Детям нужна защита. Детям радостна жизнь в Церкви. Так – «пустите детей и не препятствуйте им приходить ко Мне!» (Мф. 19,14).

Нельзя составить верное представление о детях, не зная, как они воспринимают Православие. Если кому-то захочется от имени детей настаивать, что детям религия скучна, вредна и неинтересна, я посоветую прежде написания академической статьи на эту тему зайти все же на воскресную литургию в храм и посмотреть – кто толпится ближе всех к алтарю? А лучше того на Пасхальной неделе съездить в Троице-Сергиеву Лавру и постоять на Пасхальной утрене в Успенском Соборе. Когда священники «веселыми ногами» (это выражение пасхального канона) бегают по храму с каждением, дети, перекрикивая друг друга, и, перекрывая хор, кричат что есть сил в ответ на возгласы монахов: «Воистину Воскресе!!!».

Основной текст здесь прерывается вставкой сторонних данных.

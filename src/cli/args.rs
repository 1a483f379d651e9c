//! Command-line construction for headless invocations

/// Read-only capabilities approved without a prompt by default
pub const DEFAULT_ALLOWED_TOOLS: &[&str] = &["Read", "Grep", "Glob", "WebSearch", "WebFetch"];

/// Capabilities that can change state outside the process; never exposed
pub const MUTATING_TOOLS: &[&str] = &[
    "Bash",
    "Edit",
    "MultiEdit",
    "Write",
    "NotebookEdit",
    "KillShell",
];

/// One invocation of the tool
#[derive(Debug, Clone, PartialEq, Eq)]
pub struct Invocation {
    pub model: String,
    /// Written to the child's stdin
    pub prompt: String,
    /// Session to continue; `None` starts a fresh one
    pub resume: Option<String>,
}

/// Which tool capabilities run unattended
#[derive(Debug, Clone, PartialEq, Eq)]
pub struct ToolPolicy {
    allowed: Vec<String>,
}

impl Default for ToolPolicy {
    fn default() -> Self {
        Self {
            allowed: DEFAULT_ALLOWED_TOOLS.iter().map(ToString::to_string).collect(),
        }
    }
}

impl ToolPolicy {
    /// Build a policy from a requested allow-list. Mutating tools are dropped
    /// with a warning; nobody is attached to approve them.
    pub fn new<I, S>(requested: I) -> Self
    where
        I: IntoIterator<Item = S>,
        S: AsRef<str>,
    {
        let mut allowed: Vec<String> = Vec::new();
        for tool in requested {
            let tool = tool.as_ref().trim();
            if tool.is_empty() || allowed.iter().any(|t| t == tool) {
                continue;
            }
            if is_mutating(tool) {
                tracing::warn!(tool, "Refusing to auto-approve a mutating tool");
                continue;
            }
            allowed.push(tool.to_string());
        }
        Self { allowed }
    }

    pub fn allowed(&self) -> &[String] {
        &self.allowed
    }
}

fn is_mutating(tool: &str) -> bool {
    // Scoped forms like `Bash(git log:*)` are still the mutating tool
    let base = tool.split('(').next().unwrap_or(tool).trim();
    MUTATING_TOOLS.iter().any(|m| m.eq_ignore_ascii_case(base))
}

/// Arguments for `claude` (program name excluded)
pub fn build_args(invocation: &Invocation, policy: &ToolPolicy) -> Vec<String> {
    let mut args = vec![
        "-p".to_string(),
        "--output-format".to_string(),
        "stream-json".to_string(),
        "--verbose".to_string(),
        "--include-partial-messages".to_string(),
        "--model".to_string(),
        invocation.model.clone(),
    ];

    if !policy.allowed().is_empty() {
        args.push("--allowedTools".to_string());
        args.push(policy.allowed().join(","));
    }
    args.push("--disallowedTools".to_string());
    args.push(MUTATING_TOOLS.join(","));

    if let Some(session_id) = &invocation.resume {
        args.push("--resume".to_string());
        args.push(session_id.clone());
    }

    args
}
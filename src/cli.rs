//! Headless `claude` CLI integration
//!
//! Split into argument construction, the stream-json protocol parser, and
//! process supervision so each can be tested without the others.

mod args;
mod process;
mod protocol;

pub use args::{Invocation, ToolPolicy};
pub use process::{prepare_scratch_dir, ClaudeInvoker};
pub use protocol::{ProtocolError, ResultRecord, ResultUsage, StreamEvent};

use futures::stream::BoxStream;
use std::sync::Arc;

/// Events of one invocation, ending with `StreamEvent::Exited` for real
/// processes. Dropping the stream terminates the process.
pub type EventStream = BoxStream<'static, Result<StreamEvent, ProtocolError>>;

/// Something that can run one turn against the tool
pub trait Invoker: Send + Sync {
    /// Launch the invocation. Errors here mean nothing was started.
    fn start(&self, invocation: &Invocation) -> std::io::Result<EventStream>;
}

impl<T: Invoker + ?Sized> Invoker for Arc<T> {
    fn start(&self, invocation: &Invocation) -> std::io::Result<EventStream> {
        (**self).start(invocation)
    }
}
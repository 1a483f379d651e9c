//! Server-Sent Events for streamed completions

use super::types::ChatCompletionChunk;
use crate::runner::{TurnError, TurnResult};
use axum::response::sse::{Event, KeepAlive, Sse};
use futures::stream::{self, Stream, StreamExt};
use serde::Serialize;
use serde_json::json;
use std::convert::Infallible;
use std::time::Duration;
use tokio::sync::{mpsc, oneshot};
use tokio_stream::wrappers::UnboundedReceiverStream;
use tokio_util::sync::DropGuard;

/// Identity shared by every chunk of one completion
pub struct ChunkMeta {
    pub id: String,
    pub created: i64,
    pub model: String,
}

/// Turn a running completion into an SSE response.
///
/// Emits the role chunk, one chunk per delta, then either the closing chunk
/// or an error frame, and finally `[DONE]`. `cancel_guard` lives as long as
/// the response stream, so a client disconnect cancels the turn.
pub fn completion_stream(
    meta: ChunkMeta,
    deltas: mpsc::UnboundedReceiver<String>,
    outcome: oneshot::Receiver<Result<TurnResult, TurnError>>,
    cancel_guard: DropGuard,
) -> Sse<impl Stream<Item = Result<Event, Infallible>>> {
    let opening = stream::once(futures::future::ready(json_event(
        &ChatCompletionChunk::role(&meta.id, meta.created, &meta.model),
    )));

    let content = {
        let id = meta.id.clone();
        let model = meta.model.clone();
        let created = meta.created;
        UnboundedReceiverStream::new(deltas).map(move |text| {
            json_event(&ChatCompletionChunk::content(&id, created, &model, text))
        })
    };

    let closing = stream::once(async move {
        let _guard = cancel_guard;
        match outcome.await {
            Ok(Ok(result)) => json_event(&ChatCompletionChunk::finish(
                &meta.id,
                meta.created,
                &meta.model,
                &result,
            )),
            Ok(Err(e)) => error_event(e.kind(), &e.to_string()),
            Err(_) => error_event("internal_error", "turn ended without a result"),
        }
    });

    let done = stream::once(futures::future::ready(Event::default().data("[DONE]")));

    let events = opening.chain(content).chain(closing).chain(done).map(Ok);

    Sse::new(events).keep_alive(
        KeepAlive::new()
            .interval(Duration::from_secs(15))
            .text("ping"),
    )
}

fn json_event<T: Serialize>(payload: &T) -> Event {
    match serde_json::to_string(payload) {
        Ok(data) => Event::default().data(data),
        Err(e) => error_event("internal_error", &e.to_string()),
    }
}

fn error_event(kind: &str, message: &str) -> Event {
    Event::default().data(
        json!({
            "error": {
                "message": message,
                "type": kind,
            }
        })
        .to_string(),
    )
}
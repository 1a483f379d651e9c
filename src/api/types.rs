//! API request and response types
//!
//! Shapes follow the OpenAI chat completion contract, plus
//! `conversation_id`/`session_id` for continuity.

use crate::assembler::TokenUsage;
use crate::db::{UsageRecord, UsageStats};
use crate::runner::{ChatMessage, Role, TurnResult};
use serde::{Deserialize, Serialize};

/// Request body for `/chat/completions`
#[derive(Debug, Deserialize)]
pub struct ChatCompletionRequest {
    /// Model alias; the configured default when absent
    pub model: Option<String>,
    pub messages: Vec<ChatMessage>,
    /// Continue this conversation; a new one is started when absent
    pub conversation_id: Option<String>,
    #[serde(default)]
    pub stream: bool,
    /// Per-request timeout override in seconds
    pub timeout: Option<u64>,
    /// Label usage is recorded under
    pub source: Option<String>,
}

#[derive(Debug, Serialize)]
pub struct Choice {
    pub index: u32,
    pub message: ChatMessage,
    pub finish_reason: &'static str,
}

/// OpenAI-style usage block
#[allow(clippy::struct_field_names)]
#[derive(Debug, Clone, Copy, Default, Serialize)]
pub struct Usage {
    pub prompt_tokens: u64,
    pub completion_tokens: u64,
    pub total_tokens: u64,
}

impl From<TokenUsage> for Usage {
    fn from(usage: TokenUsage) -> Self {
        Self {
            prompt_tokens: usage.input_tokens,
            completion_tokens: usage.output_tokens,
            total_tokens: usage.total_tokens,
        }
    }
}

/// Response body for a non-streaming completion
#[derive(Debug, Serialize)]
pub struct ChatCompletionResponse {
    pub id: String,
    pub object: &'static str,
    pub created: i64,
    pub model: String,
    pub conversation_id: String,
    pub session_id: String,
    pub choices: Vec<Choice>,
    pub usage: Usage,
}

impl ChatCompletionResponse {
    pub fn new(id: String, created: i64, model: String, result: TurnResult) -> Self {
        Self {
            id,
            object: "chat.completion",
            created,
            model,
            conversation_id: result.conversation_id,
            session_id: result.session_id,
            choices: vec![Choice {
                index: 0,
                message: ChatMessage {
                    role: Role::Assistant,
                    content: result.text,
                },
                finish_reason: "stop",
            }],
            usage: result.usage.into(),
        }
    }
}

/// Partial message in a streamed chunk
#[derive(Debug, Default, Serialize)]
pub struct Delta {
    #[serde(skip_serializing_if = "Option::is_none")]
    pub role: Option<Role>,
    #[serde(skip_serializing_if = "Option::is_none")]
    pub content: Option<String>,
}

#[derive(Debug, Serialize)]
pub struct ChunkChoice {
    pub index: u32,
    pub delta: Delta,
    pub finish_reason: Option<&'static str>,
}

/// One `chat.completion.chunk` SSE payload
#[derive(Debug, Serialize)]
pub struct ChatCompletionChunk {
    pub id: String,
    pub object: &'static str,
    pub created: i64,
    pub model: String,
    #[serde(skip_serializing_if = "Option::is_none")]
    pub conversation_id: Option<String>,
    #[serde(skip_serializing_if = "Option::is_none")]
    pub session_id: Option<String>,
    pub choices: Vec<ChunkChoice>,
    #[serde(skip_serializing_if = "Option::is_none")]
    pub usage: Option<Usage>,
}

impl ChatCompletionChunk {
    fn with_delta(id: &str, created: i64, model: &str, delta: Delta) -> Self {
        Self {
            id: id.to_string(),
            object: "chat.completion.chunk",
            created,
            model: model.to_string(),
            conversation_id: None,
            session_id: None,
            choices: vec![ChunkChoice {
                index: 0,
                delta,
                finish_reason: None,
            }],
            usage: None,
        }
    }

    /// Opening chunk announcing the assistant role
    pub fn role(id: &str, created: i64, model: &str) -> Self {
        Self::with_delta(
            id,
            created,
            model,
            Delta {
                role: Some(Role::Assistant),
                content: None,
            },
        )
    }

    pub fn content(id: &str, created: i64, model: &str, text: String) -> Self {
        Self::with_delta(
            id,
            created,
            model,
            Delta {
                role: None,
                content: Some(text),
            },
        )
    }

    /// Closing chunk carrying continuity ids and usage
    pub fn finish(id: &str, created: i64, model: &str, result: &TurnResult) -> Self {
        let mut chunk = Self::with_delta(id, created, model, Delta::default());
        chunk.choices[0].finish_reason = Some("stop");
        chunk.conversation_id = Some(result.conversation_id.clone());
        chunk.session_id = Some(result.session_id.clone());
        chunk.usage = Some(result.usage.into());
        chunk
    }
}

/// Query parameters shared by the usage endpoints
#[derive(Debug, Default, Deserialize)]
pub struct UsageQuery {
    pub source: Option<String>,
    pub start_time: Option<String>,
    pub end_time: Option<String>,
    pub limit: Option<u32>,
    pub offset: Option<u32>,
}

#[derive(Debug, Serialize)]
pub struct UsageRecordsResponse {
    pub records: Vec<UsageRecord>,
    pub total: u64,
    pub limit: u32,
    pub offset: u32,
}

#[derive(Debug, Serialize)]
pub struct UsageStatsResponse {
    pub stats: Vec<UsageStats>,
}

#[derive(Debug, Serialize)]
pub struct HealthResponse {
    pub status: &'static str,
}

/// Error response
#[derive(Debug, Serialize)]
pub struct ErrorResponse {
    pub error: String,
}

impl ErrorResponse {
    pub fn new(message: impl Into<String>) -> Self {
        Self {
            error: message.into(),
        }
    }
}

/// `chatcmpl-` followed by 12 hex characters
pub fn completion_id() -> String {
    // Top 48 bits are random in a v4 uuid
    format!("chatcmpl-{:012x}", uuid::Uuid::new_v4().as_u128() >> 80)
}

#[cfg(test)]
mod tests {
    use super::*;
    use serde_json::json;

    fn turn_result() -> TurnResult {
        TurnResult {
            conversation_id: "conv".to_string(),
            session_id: "S1".to_string(),
            text: "Hello".to_string(),
            usage: TokenUsage {
                input_tokens: 12,
                output_tokens: 3,
                total_tokens: 15,
            },
            cost_usd: None,
            resumed: false,
        }
    }

    #[test]
    fn test_completion_id_shape() {
        let id = completion_id();
        let hex = id.strip_prefix("chatcmpl-").unwrap();
        assert_eq!(hex.len(), 12);
        assert!(hex.chars().all(|c| c.is_ascii_hexdigit()));
    }

    #[test]
    fn test_request_defaults() {
        let req: ChatCompletionRequest = serde_json::from_value(json!({
            "messages": [{"role": "user", "content": "Hi"}]
        }))
        .unwrap();
        assert!(req.model.is_none());
        assert!(!req.stream);
        assert!(req.conversation_id.is_none());
        assert_eq!(req.messages[0].role, Role::User);
    }

    #[test]
    fn test_unknown_role_is_rejected() {
        let req = serde_json::from_value::<ChatCompletionRequest>(json!({
            "messages": [{"role": "tool", "content": "Hi"}]
        }));
        assert!(req.is_err());
    }

    #[test]
    fn test_response_shape() {
        let resp = ChatCompletionResponse::new(
            "chatcmpl-abc".to_string(),
            1_700_000_000,
            "sonnet".to_string(),
            turn_result(),
        );
        let value = serde_json::to_value(&resp).unwrap();
        assert_eq!(value["object"], "chat.completion");
        assert_eq!(value["conversation_id"], "conv");
        assert_eq!(value["session_id"], "S1");
        assert_eq!(value["choices"][0]["message"]["role"], "assistant");
        assert_eq!(value["choices"][0]["message"]["content"], "Hello");
        assert_eq!(value["choices"][0]["finish_reason"], "stop");
        assert_eq!(value["usage"]["prompt_tokens"], 12);
        assert_eq!(value["usage"]["total_tokens"], 15);
    }

    #[test]
    fn test_chunk_shapes() {
        let role = serde_json::to_value(ChatCompletionChunk::role("id", 1, "haiku")).unwrap();
        assert_eq!(role["object"], "chat.completion.chunk");
        assert_eq!(role["choices"][0]["delta"], json!({"role": "assistant"}));
        assert!(role["choices"][0]["finish_reason"].is_null());
        assert!(role.get("usage").is_none());

        let content =
            serde_json::to_value(ChatCompletionChunk::content("id", 1, "haiku", "Hi".into()))
                .unwrap();
        assert_eq!(content["choices"][0]["delta"], json!({"content": "Hi"}));

        let last =
            serde_json::to_value(ChatCompletionChunk::finish("id", 1, "haiku", &turn_result()))
                .unwrap();
        assert_eq!(last["choices"][0]["delta"], json!({}));
        assert_eq!(last["choices"][0]["finish_reason"], "stop");
        assert_eq!(last["conversation_id"], "conv");
        assert_eq!(last["usage"]["completion_tokens"], 3);
    }
}
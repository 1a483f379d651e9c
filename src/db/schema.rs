//! Database schema and types

use chrono::{DateTime, Utc};
use serde::{Deserialize, Serialize};

/// SQL schema for initialization
pub const SCHEMA: &str = r"
CREATE TABLE IF NOT EXISTS sessions (
    conversation_id TEXT PRIMARY KEY,
    session_id TEXT NOT NULL,
    cumulative_input_tokens INTEGER NOT NULL DEFAULT 0,
    cumulative_output_tokens INTEGER NOT NULL DEFAULT 0,
    created_at TEXT NOT NULL,
    last_activity_at TEXT NOT NULL
);

CREATE INDEX IF NOT EXISTS idx_sessions_activity ON sessions(last_activity_at);

CREATE TABLE IF NOT EXISTS usage_records (
    id INTEGER PRIMARY KEY AUTOINCREMENT,
    timestamp TEXT NOT NULL,
    source TEXT NOT NULL DEFAULT 'unknown',
    model TEXT NOT NULL,
    input_tokens INTEGER NOT NULL,
    output_tokens INTEGER NOT NULL,
    total_tokens INTEGER NOT NULL,
    conversation_id TEXT,
    request_id TEXT NOT NULL
);

CREATE INDEX IF NOT EXISTS idx_usage_source ON usage_records(source);
CREATE INDEX IF NOT EXISTS idx_usage_timestamp ON usage_records(timestamp);
CREATE INDEX IF NOT EXISTS idx_usage_source_timestamp ON usage_records(source, timestamp);
";

/// Stored mapping from a conversation to the tool session that continues it
#[derive(Debug, Clone, PartialEq, Eq, Serialize)]
pub struct SessionRecord {
    pub conversation_id: String,
    pub session_id: String,
    /// Usage counters as last reported by the tool for this session
    pub cumulative: TokenCounts,
    pub created_at: DateTime<Utc>,
    pub last_activity_at: DateTime<Utc>,
}

/// Plain input/output token pair
#[allow(clippy::struct_field_names)] // tokens suffix is meaningful
#[derive(Debug, Clone, Copy, Default, PartialEq, Eq, Serialize, Deserialize)]
pub struct TokenCounts {
    pub input_tokens: u64,
    pub output_tokens: u64,
}

/// Usage row to insert after a successful turn
#[derive(Debug, Clone)]
pub struct NewUsageRecord<'a> {
    pub source: &'a str,
    pub model: &'a str,
    pub input_tokens: u64,
    pub output_tokens: u64,
    pub total_tokens: u64,
    pub conversation_id: Option<&'a str>,
    pub request_id: &'a str,
}

/// One usage row as returned by queries
#[derive(Debug, Clone, PartialEq, Eq, Serialize)]
pub struct UsageRecord {
    pub timestamp: String,
    pub source: String,
    pub model: String,
    pub input_tokens: u64,
    pub output_tokens: u64,
    pub total_tokens: u64,
    pub conversation_id: Option<String>,
    pub request_id: String,
}

/// Aggregated usage for one source
#[derive(Debug, Clone, PartialEq, Eq, Serialize)]
pub struct UsageStats {
    pub source: String,
    pub total_requests: u64,
    pub total_input_tokens: u64,
    pub total_output_tokens: u64,
    pub total_tokens: u64,
}

/// Filters shared by the usage queries
#[derive(Debug, Clone, Default, Deserialize)]
pub struct UsageFilter {
    pub source: Option<String>,
    pub start_time: Option<String>,
    pub end_time: Option<String>,
}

Верно и обратное: нельзя иметь верное представление о Православии, не зная, как его воспринимают дети. Православие глазами семилетнего мальчишки передано в двух очень светлых книгах: «Лете Господнем» И. Шмелева и в «Дорожном посохе» В. Никифорова-Волгина.

Именно детей желательно было бы спросить при выборе между Православием и протестантизмом: «Какая церковь вам больше по сердцу?». Религии, Основатель которой сказал, что в чем-то очень важном мы должны походить на детей, а иначе не сможем войти в Царство Небесное, не может быть безразлично мнение детей о ней самой. Спросите малышей: как они хотели бы – чтобы места молитвенных собраний походили на чисто выбеленные актовые залы баптистских молельных домов или на загадочные и сложные золото-иконные миры православных соборов? Хотели бы дети, чтобы человек, говорящий с ними о «Боженьке», был одет в костюм с галстуком и гладко выбрит, или им интереснее (при прочих равных условиях) говорить с бородачом, который иногда появляется в необычной черной рясе, а иногда – в еще более необычных сияющих облачениях?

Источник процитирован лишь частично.